Treatments: Locally ablative therapy delivered as stereotactic ablative radiotherapy (SABR) or interventional radiology ablation, selected at the discretion of the treating radiation oncologist or interventional radiologist, in addition to the patient’s ongoing standard systemic therapy. These are established standard local modalities intended to eradicate limited sites of progression while maintaining systemic control.
Outcomes: Primary: Disease control at 3 months, defined as continuation of the same systemic therapy without changes or permanent discontinuation for 3 months following the first day of ablative therapy. Secondary: Grade ≥3 adverse events attributable to the ablative therapy (through 2 years), median overall survival stratified by tumor type (through 5 years), and time to treatment failure defined as time to systemic therapy change or permanent discontinuation (through 1 year).

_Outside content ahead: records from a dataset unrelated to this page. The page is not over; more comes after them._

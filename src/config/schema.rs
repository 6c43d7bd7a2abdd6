//! Configuration schema definitions.
//!
//! All types derive Serde traits for deserialization from config files.

use serde::{Deserialize, Serialize};

use crate::types::{MemberProfile, ScreenSize};

/// Root configuration for the API server.
#[derive(Debug, Clone, Deserialize, Serialize, Default)]
#[serde(default)]
pub struct ApiConfig {
    /// Listener configuration (bind address, TLS).
    pub listener: ListenerConfig,

    /// Timeout configuration.
    pub timeouts: TimeoutConfig,

    /// Session cookie settings.
    pub session: SessionConfig,

    /// Observability settings.
    pub observability: ObservabilityConfig,

    /// Initial screen size of the headless desktop.
    pub screen: ScreenSize,

    /// Members seeded into the in-memory member store.
    pub members: Vec<MemberConfig>,
}

/// Listener configuration.
#[derive(Debug, Clone, Deserialize, Serialize)]
#[serde(default)]
pub struct ListenerConfig {
    /// Bind address (e.g., "0.0.0.0:8080").
    pub bind_address: String,

    /// Optional TLS configuration.
    pub tls: Option<TlsConfig>,
}

impl Default for ListenerConfig {
    fn default() -> Self {
        Self {
            bind_address: "0.0.0.0:8080".to_string(),
            tls: None,
        }
    }
}

/// TLS configuration for the listener.
#[derive(Debug, Clone, Deserialize, Serialize)]
pub struct TlsConfig {
    /// Path to certificate file (PEM).
    pub cert_path: String,

    /// Path to private key file (PEM).
    pub key_path: String,
}

/// Timeout configuration.
#[derive(Debug, Clone, Deserialize, Serialize)]
#[serde(default)]
pub struct TimeoutConfig {
    /// Request timeout (total time for request/response) in seconds.
    pub request_secs: u64,

    /// Upper bound for one session store lookup in milliseconds.
    pub auth_ms: u64,

    /// Grace period for in-flight requests on shutdown in seconds.
    pub shutdown_secs: u64,
}

impl Default for TimeoutConfig {
    fn default() -> Self {
        Self {
            request_secs: 30,
            auth_ms: 5_000,
            shutdown_secs: 10,
        }
    }
}

/// Session cookie configuration.
#[derive(Debug, Clone, Deserialize, Serialize)]
#[serde(default)]
pub struct SessionConfig {
    /// Deliver the session token as a cookie instead of in the login body.
    pub cookie_enabled: bool,

    /// Cookie name.
    pub cookie_name: String,

    /// Cookie lifetime in seconds.
    pub cookie_expiration_secs: u64,

    /// Mark the cookie `Secure`.
    pub cookie_secure: bool,
}

impl Default for SessionConfig {
    fn default() -> Self {
        Self {
            cookie_enabled: true,
            cookie_name: "session_id".to_string(),
            cookie_expiration_secs: 24 * 60 * 60,
            cookie_secure: false,
        }
    }
}

/// Observability configuration.
#[derive(Debug, Clone, Deserialize, Serialize)]
#[serde(default)]
pub struct ObservabilityConfig {
    /// Log level (trace, debug, info, warn, error).
    pub log_level: String,

    /// Install the Prometheus recorder served at `GET /metrics`.
    pub metrics_enabled: bool,
}

impl Default for ObservabilityConfig {
    fn default() -> Self {
        Self {
            log_level: "info".to_string(),
            metrics_enabled: true,
        }
    }
}

/// A member seeded at startup.
#[derive(Debug, Clone, Deserialize, Serialize)]
pub struct MemberConfig {
    pub username: String,
    pub password: String,
    #[serde(default)]
    pub profile: MemberProfile,
}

Burden on patient: Moderate. Patients undergo one or more ablative procedures (SABR delivered over a few fractions or a percutaneous IR ablation), with associated visits, imaging for planning and response assessment, and potential short-term treatment break of up to 30 days. No intensive pharmacokinetic sampling or mandatory biopsies are specified. Follow-up includes routine clinical assessments and imaging over several years, similar to standard metastatic care, but adds procedure-related appointments and possible toxicities management, increasing visit frequency around the time of local therapy.
Inclusion Criteria:
1. Must have one of the following histologically and/or biochemically confirmed cancers:
1. Cohort A: Esophageal, Gastroesophageal Junction, Gastric
2. Cohort B: Small bowel
3. Cohort C: Colorectal and appendiceal
4. Cohort D: Biliary including gallbladder, intrahepatic and extrahepatic cholangiocarcinoma
5. Cohort E: Hepatocellular carcinoma
6. Cohort F: Pancreatic and ampullary
2. Provision of signed and dated informed consent form.
3. Stated willingness to comply with all study procedures and availability for the duration of the study.

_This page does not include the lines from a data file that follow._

//! Lifecycle management subsystem.
//!
//! # Data Flow
//! ```text
//! Startup (main.rs):
//!     Load config → Validate → Compose routes → Bind listener → Serve
//!
//! Shutdown (shutdown.rs):
//!     Signal received → Stop accepting → Drain in-flight requests → Exit
//!
//! Signals (signals.rs):
//!     SIGTERM/SIGINT → Trigger graceful shutdown
//! ```
//!
//! # Design Decisions
//! - Routes and the extension registry are frozen before the listener binds
//! - Shutdown has a grace period for in-flight requests

pub mod shutdown;
pub mod signals;

pub use shutdown::Shutdown;
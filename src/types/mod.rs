//! Capabilities consumed by the API layer.
//!
//! The HTTP layer never sees how sessions, members, the desktop or the
//! capture pipeline are implemented. It only talks to these traits.

pub mod capture;
pub mod desktop;
pub mod member;
pub mod session;

pub use capture::{CaptureError, CaptureManager};
pub use desktop::{DesktopError, DesktopManager, ScreenSize};
pub use member::{Member, MemberError, MemberManager, MemberProfile};
pub use session::{RoomSettings, Session, SessionError, SessionHandle, SessionManager, SessionState};
//! Metrics collection and exposition.
//!
//! # Metrics
//! - `api_requests_total` (counter): requests by method, route, status
//! - `api_request_duration_seconds` (histogram): latency by method, route
//! - `api_auth_failures_total` (counter): gate rejections by kind
//!
//! The recorder is installed once per process by the binary. Tests and
//! embedders that do not install it get a detached handle whose exposition
//! is empty.

use std::time::Instant;

use axum::{
    body::Body,
    extract::MatchedPath,
    http::{header::CONTENT_TYPE, Request},
    middleware::Next,
    response::{IntoResponse, Response},
};
use metrics_exporter_prometheus::{BuildError, PrometheusBuilder, PrometheusHandle};

use crate::routing::{handler, Handler};

/// Content type of the Prometheus text format.
pub const EXPOSITION_CONTENT_TYPE: &str = "text/plain; version=0.0.4";

/// Install the global Prometheus recorder.
pub fn install() -> Result<PrometheusHandle, BuildError> {
    PrometheusBuilder::new().install_recorder()
}

/// Handle to a recorder that is not installed globally.
pub fn detached() -> PrometheusHandle {
    PrometheusBuilder::new().build_recorder().handle()
}

/// `GET /metrics` handler rendering the recorder's exposition.
pub fn exposition(handle: PrometheusHandle) -> Handler {
    handler(move |_req| {
        let body = handle.render();
        async move { Ok(([(CONTENT_TYPE, EXPOSITION_CONTENT_TYPE)], body).into_response()) }
    })
}

/// Record a completed request.
pub fn record_request(method: &str, route: &str, status: u16, start: Instant) {
    ::metrics::counter!(
        "api_requests_total",
        "method" => method.to_string(),
        "route" => route.to_string(),
        "status" => status.to_string()
    )
    .increment(1);
    ::metrics::histogram!(
        "api_request_duration_seconds",
        "method" => method.to_string(),
        "route" => route.to_string()
    )
    .record(start.elapsed().as_secs_f64());
}

/// Record a request rejected by the authentication gate.
pub fn record_auth_failure(kind: &'static str) {
    ::metrics::counter!("api_auth_failures_total", "kind" => kind).increment(1);
}

/// Middleware recording request count and latency per matched route.
pub async fn track_requests(req: Request<Body>, next: Next) -> Response {
    let start = Instant::now();
    let method = req.method().to_string();
    let route = req
        .extensions()
        .get::<MatchedPath>()
        .map(|p| p.as_str().to_owned())
        .unwrap_or_else(|| "unmatched".to_owned());

    let response = next.run(req).await;
    record_request(&method, &route, response.status().as_u16(), start);
    response
}

#[cfg(test)]
mod tests {
    use super::*;
    use axum::http::StatusCode;

    #[tokio::test]
    async fn test_exposition_content_type() {
        let handle = detached();
        let response = exposition(handle)(Request::new(Body::empty())).await.unwrap();
        assert_eq!(response.status(), StatusCode::OK);
        assert_eq!(
            response.headers().get(CONTENT_TYPE).unwrap(),
            EXPOSITION_CONTENT_TYPE
        );
    }
}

4. Age ≥18 years at time of consent.
5. Currently on systemic therapy and a candidate to continue their current line of systemic therapy with no more than a planned 30-day break to allow for local ablative therapy.
6. ≥ 1 line of systemic therapy for metastatic disease with ≥ 3 months of clinical benefit on most recent line of systemic therapy prior to the development of new metastatic lesions. \[Clinical benefit: Treating provider assessment that majority of the tumor burden is stable on current systemic treatment and not requiring an immediate change in systemic treatment\]
7. ≤ 5 progressing or new metastatic lesions.
8. All progressing or new metastatic lesions can be safely treated with locally ablative therapies at discretion of treating radiation oncologist and/ interventional radiologist.
Exclusion Criteria:
1. Medical comorbidities precluding locally ablative therapies.
2. History of treatment related toxicities that limit or prohibit application of locally ablative therapies.
3. Progressing intracranial lesions.